Economy & Politics

In the crisis, Mercedes relies on tradition

Daimler boss Ola Källenius relies on luxury, tradition and e-cars. Photo: dpa / Sebastian Gollnow


The income breaks down, the industry is changing. In this situation, Daimler has now set up a car strategy that provides for many electric cars – and a return to the traditional brands. This is what CEO Källenius considers to be a treasure.

Stuttgart – The situation at Mercedes has not only deteriorated due to the corona crisis, but also the trade hurdles, the previously weak global economy and the costs of new technologies have depressed results. Daimler boss Ola Källenius now wants to sustainably improve the earnings position of the Group’s passenger car division and has strategically realigned the division.

Turning away from Zetsche’s path

The strategy is a clear departure from the path that the former Daimler boss Dieter Zetsche once took. Zetsche had placed great emphasis on expanding the product variants in the compact segment, i.e. with models such as the A-Class, in order to transfer development costs to as many vehicles as possible through high unit numbers and also to attract younger customers with initially smaller budgets for the brand. Källenius now wants to position Mercedes higher and have a stronger presence in the luxury segment. “We don’t want to achieve volume at any price,” said CFO Harald Wilhelm at a virtual analyst and investor conference.

In order to achieve this goal, the individual models are to compete more internally than before for the allocation of capital. The models that promise the best returns should have the best chances – that is, the models in the upper and luxury segment. At the same time, they want to raise the bar that investments have to take. However, it is less about the existing models and more about the future product range. This change requires a cultural change that begins now, said Wilhelm.

Maybach brand is undervalued

While some of the series promoted under Zetsche are pushed to the edge, other brands are activated more strongly than was the case under Zetsche. Källenius has so far considered the Maybach brand to be completely undervalued in the group. It has huge potential, not just in China, where it already has a strong position. Maybach will in future stand for “sophisticated luxury” and play a more important role. The “G” off-road vehicle brand is also set to gain in importance – as a brand for “adventure, including adventure in the city”. The AMG brand will stand for “performance-oriented luxury” and, like the other sub-brands, will be electrified. The brands in focus also include the EQ brand, under which Daimler sells all-electric vehicles.
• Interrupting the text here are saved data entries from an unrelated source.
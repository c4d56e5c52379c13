// crates/pf_laplace/src/invert/marshal.rs

//! 场 ↔ 向量搬运
//!
//! 把二维场拷入/拷出分布式向量的本地拥有段。行遍历顺序与
//! 组装器完全一致：首分区的内边界守护行、内部行、末分区的
//! 外边界守护行。顺序偏离不会报错，只会静默搬错数据，
//! 所以遍历写成单一内部函数供两个方向共用。
//!
//! 结束时校验最终行号等于本分区末行加一，违反即一致性错误。
//! 往返定律：`vec_to_field(field_to_vec(f)) == f`（纯数据搬运，
//! 按位相等）。

use crate::field::PlaneField;
use crate::mesh::Partition;
use pf_foundation::{PfError, PfResult, Scalar};

/// 按组装顺序遍历本地拥有的 (行, x, z) 三元组
fn for_each_owned_row(
    partition: &Partition,
    mut visit: impl FnMut(usize, usize, usize),
) -> PfResult<()> {
    let nz = partition.nz();
    let mut row = partition.row_start();

    if partition.first_x() {
        for x in 0..partition.x_int_start() {
            for z in 0..nz {
                visit(row, x, z);
                row += 1;
            }
        }
    }

    for x in partition.x_int_start()..=partition.x_int_end() {
        for z in 0..nz {
            visit(row, x, z);
            row += 1;
        }
    }

    if partition.last_x() {
        for x in (partition.x_int_end() + 1)..partition.nx() {
            for z in 0..nz {
                visit(row, x, z);
                row += 1;
            }
        }
    }

    if row != partition.rows().end {
        return Err(PfError::consistency(format!(
            "行遍历结束于 {}, 期望 {}",
            row,
            partition.rows().end
        )));
    }
    Ok(())
}

/// 把二维场拷入向量的本地拥有段
///
/// 向量为全局长度，仅写本分区拥有的行。
pub fn field_to_vec(partition: &Partition, field: &PlaneField, vec: &mut [Scalar]) -> PfResult<()> {
    field.check_shape(partition.nx(), partition.nz())?;
    PfError::check_size("vector", partition.global_size(), vec.len())?;

    for_each_owned_row(partition, |row, x, z| {
        vec[row] = field.get(x, z);
    })
}

/// 从向量的本地拥有段取出二维场
///
/// 分配新场并按与 [`field_to_vec`] 相同的顺序填充；
/// 本分区不拥有的守护格保持为零。
pub fn vec_to_field(partition: &Partition, vec: &[Scalar], plane: usize) -> PfResult<PlaneField> {
    PfError::check_size("vector", partition.global_size(), vec.len())?;

    let mut field = PlaneField::zeros(partition.nx(), partition.nz(), plane);
    for_each_owned_row(partition, |row, x, z| {
        field.set(x, z, vec[row]);
    })?;
    Ok(field)
}

#[cfg(test)]
mod tests {
    use super::*;
    use crate::mesh::Partition;

    #[test]
    fn test_round_trip_exact() {
        let p = Partition::single(8, 4, 2).unwrap();
        let f = PlaneField::from_fn(8, 4, 3, |x, z| {
            // 无规律的值，按位往返
            (x as Scalar * 13.37 + z as Scalar * 0.21).sin() * 1e3
        });

        let mut v = vec![0.0; p.global_size()];
        field_to_vec(&p, &f, &mut v).unwrap();
        let back = vec_to_field(&p, &v, 3).unwrap();

        assert_eq!(back, f);
        assert_eq!(back.plane(), 3);
    }

    #[test]
    fn test_traversal_matches_row_order() {
        // 单分区时行号应为 x*nz + z
        let p = Partition::single(6, 3, 1).unwrap();
        let f = PlaneField::from_fn(6, 3, 0, |x, z| (x * 3 + z) as Scalar);

        let mut v = vec![0.0; p.global_size()];
        field_to_vec(&p, &f, &mut v).unwrap();

        for (row, value) in v.iter().enumerate() {
            assert!((value - row as Scalar).abs() < 1e-14);
        }
    }

    #[test]
    fn test_strip_partition_writes_only_owned_rows() {
        let p = Partition::strip(13, 4, 2, 1, 3).unwrap();
        let f = PlaneField::constant(p.nx(), p.nz(), 0, 1.0);

        let mut v = vec![0.0; p.global_size()];
        field_to_vec(&p, &f, &mut v).unwrap();

        let owned = p.rows();
        for (row, value) in v.iter().enumerate() {
            if owned.contains(&row) {
                assert!((value - 1.0).abs() < 1e-14, "row {} should be written", row);
            } else {
                assert!(value.abs() < 1e-14, "row {} should be untouched", row);
            }
        }
        // 中间分区只拥有内部行
        assert_eq!(owned.len(), (p.x_int_end() - p.x_int_start() + 1) * p.nz());
    }

    #[test]
    fn test_size_mismatch_rejected() {
        let p = Partition::single(8, 4, 2).unwrap();
        let f = PlaneField::zeros(8, 4, 0);
        let mut v = vec![0.0; 10];
        assert!(field_to_vec(&p, &f, &mut v).is_err());

        let f_bad = PlaneField::zeros(7, 4, 0);
        let mut v_ok = vec![0.0; p.global_size()];
        assert!(field_to_vec(&p, &f_bad, &mut v_ok).is_err());
    }
}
The group intends to strongly promote electromobility. According to production manager Markus Schäfer, they are ready to increase the proportion of electric vehicles to up to one hundred percent – if necessary.




Profit comes before quantity

The new strategy is intended to put Daimler in a better position to enforce its prices and to help improve earnings. There is always a trade-off between the quantity, the prices asked and the profits. “We decided to put profit first,” said CFO Wilhelm.

An important part of the strategy is also to increase current sales through better customer loyalty. It is not enough just to sell a car to the customer, said Britta Seeger, Head of Sales. In order to strengthen the customer relationship and make it more profitable, one relies on the use and analysis of data that enable a personalized approach. In addition, online sales are to be expanded. The goals for digital services, with which the group intends to generate an additional billion in profit by 2025, are particularly ambitious.

Positive news on sales

Daimler did not announce any news about the planned job cuts. The group wants to cut a five-digit number of jobs in order to prepare for falling income. In any case, the cost targets are ambitious: by 2025, the fixed costs are to decrease by more than 20 percent compared to 2019.

However, there is also positive news about the analyst conference: Thanks to a strong recovery in China, the group sold four percent more cars in the third quarter than in the same quarter of the previous year – i.e. before Corona.